» EXERCISE OBJECTIVE
Search the lines of the records for the word "substring", and copy every line that has it.

» DATA IN THIS EXERCISE
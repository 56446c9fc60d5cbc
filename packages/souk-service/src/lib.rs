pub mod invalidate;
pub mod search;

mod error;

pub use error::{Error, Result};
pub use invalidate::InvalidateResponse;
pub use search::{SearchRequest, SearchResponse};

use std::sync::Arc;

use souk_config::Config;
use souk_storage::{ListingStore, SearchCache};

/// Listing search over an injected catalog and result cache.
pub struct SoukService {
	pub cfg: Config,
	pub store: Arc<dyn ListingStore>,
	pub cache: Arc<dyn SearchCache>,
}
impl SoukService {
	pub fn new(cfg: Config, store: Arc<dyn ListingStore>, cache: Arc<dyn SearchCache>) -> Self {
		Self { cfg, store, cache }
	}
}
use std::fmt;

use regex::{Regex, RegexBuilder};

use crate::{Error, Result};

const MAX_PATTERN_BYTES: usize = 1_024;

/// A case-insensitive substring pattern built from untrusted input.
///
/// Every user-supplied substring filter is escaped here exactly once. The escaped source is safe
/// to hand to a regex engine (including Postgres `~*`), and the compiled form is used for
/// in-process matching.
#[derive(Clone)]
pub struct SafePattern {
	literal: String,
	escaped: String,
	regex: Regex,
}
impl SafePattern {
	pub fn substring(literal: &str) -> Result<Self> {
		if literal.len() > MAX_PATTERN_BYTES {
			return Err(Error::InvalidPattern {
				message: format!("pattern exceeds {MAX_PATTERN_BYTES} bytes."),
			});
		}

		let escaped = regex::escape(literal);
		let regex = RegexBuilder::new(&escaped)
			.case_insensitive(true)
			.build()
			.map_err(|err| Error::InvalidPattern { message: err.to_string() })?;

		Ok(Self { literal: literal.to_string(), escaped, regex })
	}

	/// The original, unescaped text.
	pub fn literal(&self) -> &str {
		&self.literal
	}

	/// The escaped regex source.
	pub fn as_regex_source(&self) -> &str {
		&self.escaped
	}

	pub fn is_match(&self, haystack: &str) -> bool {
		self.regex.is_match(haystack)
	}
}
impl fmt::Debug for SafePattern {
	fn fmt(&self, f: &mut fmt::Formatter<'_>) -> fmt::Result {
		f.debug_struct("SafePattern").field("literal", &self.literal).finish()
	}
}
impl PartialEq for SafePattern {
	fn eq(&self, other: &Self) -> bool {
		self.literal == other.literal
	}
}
---
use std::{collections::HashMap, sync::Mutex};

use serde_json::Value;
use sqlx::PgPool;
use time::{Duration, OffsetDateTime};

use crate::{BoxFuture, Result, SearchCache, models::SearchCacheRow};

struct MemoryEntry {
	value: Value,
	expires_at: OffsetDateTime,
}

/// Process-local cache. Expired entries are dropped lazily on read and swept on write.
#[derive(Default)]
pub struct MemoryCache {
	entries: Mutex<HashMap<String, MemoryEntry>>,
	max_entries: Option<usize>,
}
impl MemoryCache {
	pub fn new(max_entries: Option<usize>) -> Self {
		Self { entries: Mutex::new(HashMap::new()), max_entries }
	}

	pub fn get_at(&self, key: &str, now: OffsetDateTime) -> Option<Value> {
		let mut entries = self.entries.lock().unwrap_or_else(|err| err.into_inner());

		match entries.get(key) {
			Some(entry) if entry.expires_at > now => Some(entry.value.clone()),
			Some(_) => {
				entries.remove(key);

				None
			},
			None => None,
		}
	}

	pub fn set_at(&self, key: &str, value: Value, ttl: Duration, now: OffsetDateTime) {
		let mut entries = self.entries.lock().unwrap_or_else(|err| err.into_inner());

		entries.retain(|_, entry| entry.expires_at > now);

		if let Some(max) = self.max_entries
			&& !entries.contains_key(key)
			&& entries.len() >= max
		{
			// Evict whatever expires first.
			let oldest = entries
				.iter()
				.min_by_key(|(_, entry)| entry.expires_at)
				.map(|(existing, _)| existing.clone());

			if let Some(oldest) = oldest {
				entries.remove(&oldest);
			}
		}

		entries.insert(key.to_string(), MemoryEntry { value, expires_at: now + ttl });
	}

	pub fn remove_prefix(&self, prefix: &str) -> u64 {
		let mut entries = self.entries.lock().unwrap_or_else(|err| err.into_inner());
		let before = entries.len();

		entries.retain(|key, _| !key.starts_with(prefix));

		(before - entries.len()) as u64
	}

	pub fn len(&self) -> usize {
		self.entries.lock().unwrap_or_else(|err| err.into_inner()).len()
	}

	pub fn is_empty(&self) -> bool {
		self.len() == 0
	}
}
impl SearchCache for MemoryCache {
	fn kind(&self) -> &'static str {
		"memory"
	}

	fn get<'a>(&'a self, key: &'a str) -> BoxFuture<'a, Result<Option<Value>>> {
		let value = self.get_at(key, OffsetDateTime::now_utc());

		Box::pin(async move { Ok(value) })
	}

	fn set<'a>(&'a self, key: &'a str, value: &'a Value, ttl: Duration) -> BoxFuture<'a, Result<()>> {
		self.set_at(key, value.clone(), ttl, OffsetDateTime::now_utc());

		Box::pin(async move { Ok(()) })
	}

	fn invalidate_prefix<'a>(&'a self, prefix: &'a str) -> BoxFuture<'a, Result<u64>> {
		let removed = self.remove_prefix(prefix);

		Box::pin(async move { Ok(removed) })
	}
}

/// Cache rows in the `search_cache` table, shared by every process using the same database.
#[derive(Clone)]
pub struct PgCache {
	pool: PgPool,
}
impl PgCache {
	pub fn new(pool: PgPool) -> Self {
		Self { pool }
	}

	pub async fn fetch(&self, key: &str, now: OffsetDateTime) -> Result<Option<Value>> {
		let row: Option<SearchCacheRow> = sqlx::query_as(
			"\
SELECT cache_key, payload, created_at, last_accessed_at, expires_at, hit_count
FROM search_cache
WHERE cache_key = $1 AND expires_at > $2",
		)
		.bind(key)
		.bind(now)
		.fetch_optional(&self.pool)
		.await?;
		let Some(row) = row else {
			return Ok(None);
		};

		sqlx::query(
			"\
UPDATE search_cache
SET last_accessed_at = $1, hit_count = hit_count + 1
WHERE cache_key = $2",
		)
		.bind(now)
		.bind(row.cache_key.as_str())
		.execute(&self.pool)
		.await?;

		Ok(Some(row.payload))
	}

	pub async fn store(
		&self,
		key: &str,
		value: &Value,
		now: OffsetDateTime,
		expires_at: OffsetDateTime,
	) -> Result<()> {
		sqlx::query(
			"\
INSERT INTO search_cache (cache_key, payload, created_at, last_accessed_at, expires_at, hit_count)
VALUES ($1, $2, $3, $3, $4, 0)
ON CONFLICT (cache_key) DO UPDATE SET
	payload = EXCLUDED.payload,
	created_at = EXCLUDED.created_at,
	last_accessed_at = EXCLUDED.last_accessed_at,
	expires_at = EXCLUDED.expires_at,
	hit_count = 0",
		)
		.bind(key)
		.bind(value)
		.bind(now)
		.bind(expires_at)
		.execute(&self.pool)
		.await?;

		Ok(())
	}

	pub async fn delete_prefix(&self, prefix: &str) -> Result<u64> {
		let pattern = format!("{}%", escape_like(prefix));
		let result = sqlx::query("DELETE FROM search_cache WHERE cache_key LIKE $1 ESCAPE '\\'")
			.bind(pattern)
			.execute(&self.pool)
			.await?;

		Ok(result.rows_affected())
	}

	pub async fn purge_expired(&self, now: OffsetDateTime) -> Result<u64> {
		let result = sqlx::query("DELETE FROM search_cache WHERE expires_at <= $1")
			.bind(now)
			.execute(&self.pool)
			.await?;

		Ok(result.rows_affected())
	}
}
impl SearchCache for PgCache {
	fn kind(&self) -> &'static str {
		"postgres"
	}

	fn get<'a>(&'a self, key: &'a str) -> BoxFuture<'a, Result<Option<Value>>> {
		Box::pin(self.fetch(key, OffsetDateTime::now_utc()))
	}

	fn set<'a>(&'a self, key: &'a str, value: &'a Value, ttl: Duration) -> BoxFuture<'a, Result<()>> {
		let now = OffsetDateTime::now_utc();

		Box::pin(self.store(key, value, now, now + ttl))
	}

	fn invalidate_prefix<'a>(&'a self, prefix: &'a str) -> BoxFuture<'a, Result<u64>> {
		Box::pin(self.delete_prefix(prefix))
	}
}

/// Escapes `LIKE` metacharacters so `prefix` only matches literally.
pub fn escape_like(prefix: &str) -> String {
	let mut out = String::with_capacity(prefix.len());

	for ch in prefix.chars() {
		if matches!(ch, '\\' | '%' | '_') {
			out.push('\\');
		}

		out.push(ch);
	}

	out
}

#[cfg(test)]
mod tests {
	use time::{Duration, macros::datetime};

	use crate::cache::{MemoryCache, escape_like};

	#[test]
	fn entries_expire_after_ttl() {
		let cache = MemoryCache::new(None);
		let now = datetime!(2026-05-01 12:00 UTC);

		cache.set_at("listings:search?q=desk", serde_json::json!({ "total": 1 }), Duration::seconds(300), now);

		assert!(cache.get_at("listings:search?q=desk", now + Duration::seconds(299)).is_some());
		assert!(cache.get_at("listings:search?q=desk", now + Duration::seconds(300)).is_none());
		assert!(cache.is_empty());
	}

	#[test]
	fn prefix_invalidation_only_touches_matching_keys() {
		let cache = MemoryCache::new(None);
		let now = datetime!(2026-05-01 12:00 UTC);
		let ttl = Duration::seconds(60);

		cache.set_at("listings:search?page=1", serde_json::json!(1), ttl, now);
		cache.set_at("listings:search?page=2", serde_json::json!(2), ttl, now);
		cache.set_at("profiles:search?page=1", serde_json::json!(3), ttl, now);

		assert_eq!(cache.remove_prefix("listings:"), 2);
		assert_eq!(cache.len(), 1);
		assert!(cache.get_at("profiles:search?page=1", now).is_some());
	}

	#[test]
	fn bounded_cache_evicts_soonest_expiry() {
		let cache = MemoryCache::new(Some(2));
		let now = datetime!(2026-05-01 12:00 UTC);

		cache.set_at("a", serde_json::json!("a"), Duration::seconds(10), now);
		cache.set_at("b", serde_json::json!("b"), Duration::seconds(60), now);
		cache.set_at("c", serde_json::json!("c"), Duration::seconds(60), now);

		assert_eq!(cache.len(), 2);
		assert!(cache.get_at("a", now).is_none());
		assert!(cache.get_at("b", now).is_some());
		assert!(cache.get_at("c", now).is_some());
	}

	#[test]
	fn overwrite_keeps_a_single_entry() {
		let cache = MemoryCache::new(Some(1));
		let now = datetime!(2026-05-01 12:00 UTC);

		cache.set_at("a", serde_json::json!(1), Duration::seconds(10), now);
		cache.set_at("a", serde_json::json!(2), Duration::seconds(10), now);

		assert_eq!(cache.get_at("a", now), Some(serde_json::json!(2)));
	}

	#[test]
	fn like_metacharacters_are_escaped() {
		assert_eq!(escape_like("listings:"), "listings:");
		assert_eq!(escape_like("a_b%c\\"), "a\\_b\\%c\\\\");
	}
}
---
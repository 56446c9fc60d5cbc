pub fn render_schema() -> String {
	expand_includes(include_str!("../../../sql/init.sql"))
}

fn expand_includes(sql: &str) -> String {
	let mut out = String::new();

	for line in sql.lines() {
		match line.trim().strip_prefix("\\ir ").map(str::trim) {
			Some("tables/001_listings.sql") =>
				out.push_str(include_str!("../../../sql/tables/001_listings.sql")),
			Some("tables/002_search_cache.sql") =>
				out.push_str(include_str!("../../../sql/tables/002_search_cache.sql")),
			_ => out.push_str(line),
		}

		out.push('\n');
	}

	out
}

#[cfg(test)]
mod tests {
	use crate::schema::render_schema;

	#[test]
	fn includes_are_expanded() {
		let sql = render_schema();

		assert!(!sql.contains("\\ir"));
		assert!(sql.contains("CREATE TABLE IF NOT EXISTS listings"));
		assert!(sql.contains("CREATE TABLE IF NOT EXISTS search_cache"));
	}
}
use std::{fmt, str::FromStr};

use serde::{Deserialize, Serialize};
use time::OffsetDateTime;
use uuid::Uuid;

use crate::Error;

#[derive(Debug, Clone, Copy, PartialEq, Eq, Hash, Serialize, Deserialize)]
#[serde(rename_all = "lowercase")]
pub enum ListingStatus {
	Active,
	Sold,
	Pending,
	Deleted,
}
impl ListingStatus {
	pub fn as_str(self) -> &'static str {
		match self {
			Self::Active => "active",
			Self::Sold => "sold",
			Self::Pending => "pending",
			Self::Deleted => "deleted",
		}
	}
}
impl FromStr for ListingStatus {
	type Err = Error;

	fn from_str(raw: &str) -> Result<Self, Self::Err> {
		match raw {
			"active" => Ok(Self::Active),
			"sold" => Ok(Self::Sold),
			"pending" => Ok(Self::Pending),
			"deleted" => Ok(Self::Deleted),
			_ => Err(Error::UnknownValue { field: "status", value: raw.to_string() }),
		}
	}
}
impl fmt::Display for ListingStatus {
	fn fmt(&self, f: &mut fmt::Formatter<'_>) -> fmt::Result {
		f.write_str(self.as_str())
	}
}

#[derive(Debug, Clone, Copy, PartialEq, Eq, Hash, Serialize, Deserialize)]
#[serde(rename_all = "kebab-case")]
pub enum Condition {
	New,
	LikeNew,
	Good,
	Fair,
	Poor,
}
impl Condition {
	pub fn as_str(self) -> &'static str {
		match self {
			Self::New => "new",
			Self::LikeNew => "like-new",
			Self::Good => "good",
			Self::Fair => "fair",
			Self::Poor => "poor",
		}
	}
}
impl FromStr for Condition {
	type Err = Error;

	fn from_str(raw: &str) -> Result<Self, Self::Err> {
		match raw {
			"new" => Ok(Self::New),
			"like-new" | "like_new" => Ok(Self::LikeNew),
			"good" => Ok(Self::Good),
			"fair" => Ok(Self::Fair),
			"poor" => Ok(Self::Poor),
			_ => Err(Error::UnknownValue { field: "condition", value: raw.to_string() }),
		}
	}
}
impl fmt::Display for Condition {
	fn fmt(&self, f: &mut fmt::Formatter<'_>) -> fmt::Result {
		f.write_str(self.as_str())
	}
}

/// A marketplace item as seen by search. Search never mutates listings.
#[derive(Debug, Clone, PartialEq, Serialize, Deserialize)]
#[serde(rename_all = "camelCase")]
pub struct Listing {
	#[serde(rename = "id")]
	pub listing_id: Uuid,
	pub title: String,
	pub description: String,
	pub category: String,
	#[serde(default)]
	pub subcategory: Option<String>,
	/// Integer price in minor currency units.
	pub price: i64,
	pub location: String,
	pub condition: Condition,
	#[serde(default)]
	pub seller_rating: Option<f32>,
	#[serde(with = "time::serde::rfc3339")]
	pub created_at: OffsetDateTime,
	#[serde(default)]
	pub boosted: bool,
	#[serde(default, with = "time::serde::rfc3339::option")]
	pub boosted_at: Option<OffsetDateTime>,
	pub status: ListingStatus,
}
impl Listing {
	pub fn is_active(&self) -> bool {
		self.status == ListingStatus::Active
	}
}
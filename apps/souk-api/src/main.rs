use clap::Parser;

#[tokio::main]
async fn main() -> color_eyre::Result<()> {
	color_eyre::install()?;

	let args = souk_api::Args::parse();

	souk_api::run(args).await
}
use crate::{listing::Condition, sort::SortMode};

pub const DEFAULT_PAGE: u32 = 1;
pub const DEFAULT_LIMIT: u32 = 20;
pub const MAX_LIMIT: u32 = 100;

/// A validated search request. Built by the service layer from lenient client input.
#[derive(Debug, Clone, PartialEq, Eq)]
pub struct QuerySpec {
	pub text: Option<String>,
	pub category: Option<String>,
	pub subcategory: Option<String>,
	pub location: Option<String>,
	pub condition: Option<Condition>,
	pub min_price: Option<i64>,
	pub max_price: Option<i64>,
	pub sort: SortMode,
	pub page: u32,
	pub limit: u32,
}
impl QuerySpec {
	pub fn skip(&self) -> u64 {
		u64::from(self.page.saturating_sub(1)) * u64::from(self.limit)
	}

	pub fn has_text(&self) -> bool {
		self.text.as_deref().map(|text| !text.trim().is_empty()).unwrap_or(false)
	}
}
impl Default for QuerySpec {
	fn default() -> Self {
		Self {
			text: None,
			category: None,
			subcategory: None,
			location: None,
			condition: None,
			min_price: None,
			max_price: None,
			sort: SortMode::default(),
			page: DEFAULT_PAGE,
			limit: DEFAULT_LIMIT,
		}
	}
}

» SOLUTION
/// A case-insensitive substring pattern built from untrusted input.
/// Every user-supplied substring filter is escaped here exactly once. The escaped source is safe
	pub fn substring(literal: &str) -> Result<Self> {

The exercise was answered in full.